%%

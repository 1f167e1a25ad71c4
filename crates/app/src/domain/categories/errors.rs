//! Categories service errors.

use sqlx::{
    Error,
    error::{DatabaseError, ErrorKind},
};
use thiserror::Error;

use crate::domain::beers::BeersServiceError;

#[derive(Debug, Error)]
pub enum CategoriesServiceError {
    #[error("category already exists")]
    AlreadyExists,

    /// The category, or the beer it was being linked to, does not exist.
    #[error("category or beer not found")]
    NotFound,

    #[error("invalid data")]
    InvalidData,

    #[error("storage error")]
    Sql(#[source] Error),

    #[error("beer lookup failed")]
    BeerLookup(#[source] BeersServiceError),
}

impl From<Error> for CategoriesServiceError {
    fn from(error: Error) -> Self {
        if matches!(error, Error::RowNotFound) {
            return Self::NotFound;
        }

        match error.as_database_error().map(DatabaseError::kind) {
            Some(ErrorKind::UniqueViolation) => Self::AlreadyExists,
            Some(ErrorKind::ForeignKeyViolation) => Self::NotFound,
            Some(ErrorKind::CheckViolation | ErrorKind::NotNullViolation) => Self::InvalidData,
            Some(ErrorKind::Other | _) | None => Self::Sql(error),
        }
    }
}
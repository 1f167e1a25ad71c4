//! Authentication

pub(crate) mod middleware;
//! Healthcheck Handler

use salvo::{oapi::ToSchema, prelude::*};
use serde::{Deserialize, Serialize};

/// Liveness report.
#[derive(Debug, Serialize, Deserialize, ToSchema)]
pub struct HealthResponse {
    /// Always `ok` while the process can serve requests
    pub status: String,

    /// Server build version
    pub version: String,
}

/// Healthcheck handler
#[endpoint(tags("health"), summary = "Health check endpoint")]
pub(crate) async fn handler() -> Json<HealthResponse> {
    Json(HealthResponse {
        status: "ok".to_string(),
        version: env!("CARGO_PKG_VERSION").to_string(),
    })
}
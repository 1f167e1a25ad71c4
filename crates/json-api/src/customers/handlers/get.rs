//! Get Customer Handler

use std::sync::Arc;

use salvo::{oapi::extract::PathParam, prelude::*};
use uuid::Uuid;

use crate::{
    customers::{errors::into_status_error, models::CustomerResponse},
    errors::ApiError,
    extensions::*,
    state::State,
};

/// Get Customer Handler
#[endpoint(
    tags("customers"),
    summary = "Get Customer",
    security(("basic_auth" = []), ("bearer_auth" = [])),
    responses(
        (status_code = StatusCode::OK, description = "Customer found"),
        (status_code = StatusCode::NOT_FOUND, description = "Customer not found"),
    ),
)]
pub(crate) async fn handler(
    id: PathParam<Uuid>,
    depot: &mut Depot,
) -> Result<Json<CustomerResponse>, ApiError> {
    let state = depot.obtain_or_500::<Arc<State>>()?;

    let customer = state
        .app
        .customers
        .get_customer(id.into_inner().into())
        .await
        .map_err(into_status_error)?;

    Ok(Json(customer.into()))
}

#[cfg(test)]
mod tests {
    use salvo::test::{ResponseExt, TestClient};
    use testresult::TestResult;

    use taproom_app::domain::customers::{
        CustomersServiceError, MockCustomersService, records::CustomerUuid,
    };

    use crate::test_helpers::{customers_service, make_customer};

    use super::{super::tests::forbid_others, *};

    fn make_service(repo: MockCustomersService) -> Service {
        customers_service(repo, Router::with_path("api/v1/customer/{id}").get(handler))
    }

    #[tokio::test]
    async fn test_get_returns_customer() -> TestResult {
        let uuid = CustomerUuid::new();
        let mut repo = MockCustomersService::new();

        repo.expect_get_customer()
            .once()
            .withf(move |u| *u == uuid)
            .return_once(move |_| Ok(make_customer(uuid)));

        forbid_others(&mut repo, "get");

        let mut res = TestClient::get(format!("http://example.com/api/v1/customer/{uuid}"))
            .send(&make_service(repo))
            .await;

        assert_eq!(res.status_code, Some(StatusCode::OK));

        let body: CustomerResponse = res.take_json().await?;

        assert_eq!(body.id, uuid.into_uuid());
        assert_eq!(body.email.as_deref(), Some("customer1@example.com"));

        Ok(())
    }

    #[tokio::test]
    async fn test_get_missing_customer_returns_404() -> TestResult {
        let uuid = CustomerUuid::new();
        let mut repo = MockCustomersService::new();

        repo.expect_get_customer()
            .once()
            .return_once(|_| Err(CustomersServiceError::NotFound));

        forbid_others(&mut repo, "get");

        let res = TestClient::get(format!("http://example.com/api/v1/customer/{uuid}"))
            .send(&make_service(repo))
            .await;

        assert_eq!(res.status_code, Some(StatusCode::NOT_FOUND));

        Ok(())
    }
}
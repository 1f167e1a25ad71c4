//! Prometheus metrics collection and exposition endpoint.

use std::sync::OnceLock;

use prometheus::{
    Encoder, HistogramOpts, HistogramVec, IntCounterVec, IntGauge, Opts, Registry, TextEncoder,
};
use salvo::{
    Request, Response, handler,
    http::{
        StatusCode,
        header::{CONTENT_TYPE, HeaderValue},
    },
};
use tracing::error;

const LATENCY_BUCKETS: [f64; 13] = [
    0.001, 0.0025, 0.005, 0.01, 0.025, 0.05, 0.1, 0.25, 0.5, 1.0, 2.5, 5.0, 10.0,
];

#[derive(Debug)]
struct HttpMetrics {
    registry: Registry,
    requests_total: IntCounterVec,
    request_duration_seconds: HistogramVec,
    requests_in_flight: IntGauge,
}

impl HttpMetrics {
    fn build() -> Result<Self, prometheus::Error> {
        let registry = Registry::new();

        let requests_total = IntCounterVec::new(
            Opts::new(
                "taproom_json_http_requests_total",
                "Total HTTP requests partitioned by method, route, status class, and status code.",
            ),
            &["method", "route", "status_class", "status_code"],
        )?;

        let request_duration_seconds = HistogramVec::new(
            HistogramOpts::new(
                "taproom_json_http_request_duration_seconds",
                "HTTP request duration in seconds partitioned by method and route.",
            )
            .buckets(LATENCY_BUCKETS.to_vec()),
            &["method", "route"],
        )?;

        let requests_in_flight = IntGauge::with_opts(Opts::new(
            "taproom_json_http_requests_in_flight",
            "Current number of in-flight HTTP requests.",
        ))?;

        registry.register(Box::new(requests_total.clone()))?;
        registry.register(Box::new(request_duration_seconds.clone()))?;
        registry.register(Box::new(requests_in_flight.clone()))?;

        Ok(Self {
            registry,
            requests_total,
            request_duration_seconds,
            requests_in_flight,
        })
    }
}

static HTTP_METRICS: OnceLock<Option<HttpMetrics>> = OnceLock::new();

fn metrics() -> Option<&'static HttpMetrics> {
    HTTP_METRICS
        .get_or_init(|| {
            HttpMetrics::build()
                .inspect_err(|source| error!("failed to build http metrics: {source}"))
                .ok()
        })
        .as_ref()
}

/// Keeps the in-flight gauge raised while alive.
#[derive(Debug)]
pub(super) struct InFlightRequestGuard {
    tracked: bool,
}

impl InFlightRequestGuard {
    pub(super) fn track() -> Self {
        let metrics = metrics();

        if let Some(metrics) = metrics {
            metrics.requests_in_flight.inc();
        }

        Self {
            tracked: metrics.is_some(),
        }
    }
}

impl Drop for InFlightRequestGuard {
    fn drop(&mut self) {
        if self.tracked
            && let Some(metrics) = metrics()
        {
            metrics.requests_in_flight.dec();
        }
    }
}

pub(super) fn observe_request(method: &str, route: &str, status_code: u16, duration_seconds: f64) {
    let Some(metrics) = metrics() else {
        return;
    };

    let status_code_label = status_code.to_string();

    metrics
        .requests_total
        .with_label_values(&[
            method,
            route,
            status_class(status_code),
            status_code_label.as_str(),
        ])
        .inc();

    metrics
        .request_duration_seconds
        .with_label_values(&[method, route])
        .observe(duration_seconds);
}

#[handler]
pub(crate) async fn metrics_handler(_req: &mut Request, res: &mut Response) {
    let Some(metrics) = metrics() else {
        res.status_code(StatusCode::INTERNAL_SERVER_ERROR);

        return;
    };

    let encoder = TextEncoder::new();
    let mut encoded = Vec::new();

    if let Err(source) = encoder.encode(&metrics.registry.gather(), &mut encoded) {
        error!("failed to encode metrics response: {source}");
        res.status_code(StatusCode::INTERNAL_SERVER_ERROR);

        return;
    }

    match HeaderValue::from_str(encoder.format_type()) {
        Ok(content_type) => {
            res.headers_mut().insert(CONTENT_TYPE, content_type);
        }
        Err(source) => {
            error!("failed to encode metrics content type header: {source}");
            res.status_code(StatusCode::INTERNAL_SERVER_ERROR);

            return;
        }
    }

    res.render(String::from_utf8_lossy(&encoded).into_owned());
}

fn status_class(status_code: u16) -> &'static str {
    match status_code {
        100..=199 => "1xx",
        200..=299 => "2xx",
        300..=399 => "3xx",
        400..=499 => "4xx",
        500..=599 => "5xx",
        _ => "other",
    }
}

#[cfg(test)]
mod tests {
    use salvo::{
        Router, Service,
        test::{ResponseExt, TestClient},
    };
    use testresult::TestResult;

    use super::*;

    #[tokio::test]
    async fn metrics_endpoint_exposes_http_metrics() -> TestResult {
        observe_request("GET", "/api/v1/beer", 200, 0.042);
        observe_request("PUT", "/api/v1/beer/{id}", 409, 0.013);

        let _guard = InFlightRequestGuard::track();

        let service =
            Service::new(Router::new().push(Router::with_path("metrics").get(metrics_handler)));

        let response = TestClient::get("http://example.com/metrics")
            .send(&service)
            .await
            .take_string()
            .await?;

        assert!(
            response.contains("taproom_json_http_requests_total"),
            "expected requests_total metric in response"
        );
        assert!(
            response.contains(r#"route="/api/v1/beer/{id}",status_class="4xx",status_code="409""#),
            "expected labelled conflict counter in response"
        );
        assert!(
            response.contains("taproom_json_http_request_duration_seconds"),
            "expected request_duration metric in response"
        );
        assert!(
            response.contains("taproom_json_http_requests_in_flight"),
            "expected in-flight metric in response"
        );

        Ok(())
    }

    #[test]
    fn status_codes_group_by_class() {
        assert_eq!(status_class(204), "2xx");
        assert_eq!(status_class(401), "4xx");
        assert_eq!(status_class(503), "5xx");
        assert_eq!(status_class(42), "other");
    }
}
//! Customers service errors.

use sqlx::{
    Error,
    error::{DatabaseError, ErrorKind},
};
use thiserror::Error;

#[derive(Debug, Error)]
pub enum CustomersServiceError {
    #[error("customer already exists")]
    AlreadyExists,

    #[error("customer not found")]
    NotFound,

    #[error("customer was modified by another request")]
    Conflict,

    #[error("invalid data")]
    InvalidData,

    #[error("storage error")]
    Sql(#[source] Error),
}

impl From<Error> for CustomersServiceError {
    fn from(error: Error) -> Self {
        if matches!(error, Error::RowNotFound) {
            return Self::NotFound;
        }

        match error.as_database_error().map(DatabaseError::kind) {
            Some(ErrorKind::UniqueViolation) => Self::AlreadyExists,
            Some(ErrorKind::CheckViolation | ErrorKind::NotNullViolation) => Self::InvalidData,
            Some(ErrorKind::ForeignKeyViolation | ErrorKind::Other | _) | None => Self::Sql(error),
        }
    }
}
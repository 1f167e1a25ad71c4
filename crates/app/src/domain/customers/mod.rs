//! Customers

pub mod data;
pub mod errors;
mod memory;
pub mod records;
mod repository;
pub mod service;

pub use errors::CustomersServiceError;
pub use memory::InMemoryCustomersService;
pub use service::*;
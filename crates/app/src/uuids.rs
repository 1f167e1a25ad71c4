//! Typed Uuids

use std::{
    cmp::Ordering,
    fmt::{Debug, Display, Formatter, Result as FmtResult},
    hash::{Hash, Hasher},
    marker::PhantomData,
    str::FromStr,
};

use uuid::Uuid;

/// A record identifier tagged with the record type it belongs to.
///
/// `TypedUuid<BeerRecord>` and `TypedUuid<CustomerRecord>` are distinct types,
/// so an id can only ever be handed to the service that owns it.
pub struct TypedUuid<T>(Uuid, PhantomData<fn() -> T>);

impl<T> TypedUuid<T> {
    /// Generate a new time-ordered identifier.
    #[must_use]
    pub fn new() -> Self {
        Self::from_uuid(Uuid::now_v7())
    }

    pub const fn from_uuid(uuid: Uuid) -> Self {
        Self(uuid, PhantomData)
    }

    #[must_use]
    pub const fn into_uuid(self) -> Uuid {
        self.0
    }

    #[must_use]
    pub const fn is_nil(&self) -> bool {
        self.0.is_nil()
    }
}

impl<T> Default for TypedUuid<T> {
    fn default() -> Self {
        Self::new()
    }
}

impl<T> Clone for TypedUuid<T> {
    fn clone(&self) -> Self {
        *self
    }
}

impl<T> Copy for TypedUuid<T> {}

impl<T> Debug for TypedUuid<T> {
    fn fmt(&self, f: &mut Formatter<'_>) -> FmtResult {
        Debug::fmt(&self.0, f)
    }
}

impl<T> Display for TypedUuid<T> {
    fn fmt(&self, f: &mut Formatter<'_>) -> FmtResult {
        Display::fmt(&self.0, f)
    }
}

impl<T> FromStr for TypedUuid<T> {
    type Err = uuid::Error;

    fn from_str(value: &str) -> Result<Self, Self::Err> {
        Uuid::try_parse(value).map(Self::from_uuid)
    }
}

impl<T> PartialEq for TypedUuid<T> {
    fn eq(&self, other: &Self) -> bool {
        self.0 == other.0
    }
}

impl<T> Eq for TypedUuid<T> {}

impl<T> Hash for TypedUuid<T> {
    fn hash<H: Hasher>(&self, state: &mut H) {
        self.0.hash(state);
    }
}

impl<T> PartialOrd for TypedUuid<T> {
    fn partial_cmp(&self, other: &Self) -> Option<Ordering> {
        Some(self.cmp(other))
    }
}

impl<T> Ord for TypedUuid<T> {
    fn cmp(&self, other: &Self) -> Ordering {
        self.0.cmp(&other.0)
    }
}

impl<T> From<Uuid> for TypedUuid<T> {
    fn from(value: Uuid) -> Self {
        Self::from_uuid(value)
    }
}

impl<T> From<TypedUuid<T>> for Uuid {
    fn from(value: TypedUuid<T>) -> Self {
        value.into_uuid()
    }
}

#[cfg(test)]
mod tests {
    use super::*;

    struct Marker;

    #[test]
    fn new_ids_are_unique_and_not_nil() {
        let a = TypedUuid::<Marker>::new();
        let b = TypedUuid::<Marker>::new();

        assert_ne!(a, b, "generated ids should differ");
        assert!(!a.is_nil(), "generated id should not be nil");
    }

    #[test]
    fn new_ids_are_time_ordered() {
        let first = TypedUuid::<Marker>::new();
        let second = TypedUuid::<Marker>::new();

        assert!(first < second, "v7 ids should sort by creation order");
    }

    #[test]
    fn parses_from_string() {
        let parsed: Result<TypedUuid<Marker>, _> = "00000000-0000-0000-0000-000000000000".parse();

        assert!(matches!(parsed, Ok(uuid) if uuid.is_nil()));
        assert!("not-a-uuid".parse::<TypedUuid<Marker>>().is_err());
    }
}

%%

Reproduce the lines above, beginning at the line with "pub mod data;" and stopping after the line with "pub const fn from_uuid(uuid: Uuid)", exactly as they are.

• [ANSWER SECTION]:
pub mod data;
pub mod errors;
mod memory;
pub mod records;
mod repository;
pub mod service;

pub use errors::CustomersServiceError;
pub use memory::InMemoryCustomersService;
pub use service::*;
filename crates/app/src/uuids.rs
repository 1f167e1a25ad71c4
//! Typed Uuids

use std::{
    cmp::Ordering,
    fmt::{Debug, Display, Formatter, Result as FmtResult},
    hash::{Hash, Hasher},
    marker::PhantomData,
    str::FromStr,
};

use uuid::Uuid;

/// A record identifier tagged with the record type it belongs to.
///
/// `TypedUuid<BeerRecord>` and `TypedUuid<CustomerRecord>` are distinct types,
/// so an id can only ever be handed to the service that owns it.
pub struct TypedUuid<T>(Uuid, PhantomData<fn() -> T>);

impl<T> TypedUuid<T> {
    /// Generate a new time-ordered identifier.
    #[must_use]
    pub fn new() -> Self {
        Self::from_uuid(Uuid::now_v7())
    }

    pub const fn from_uuid(uuid: Uuid) -> Self {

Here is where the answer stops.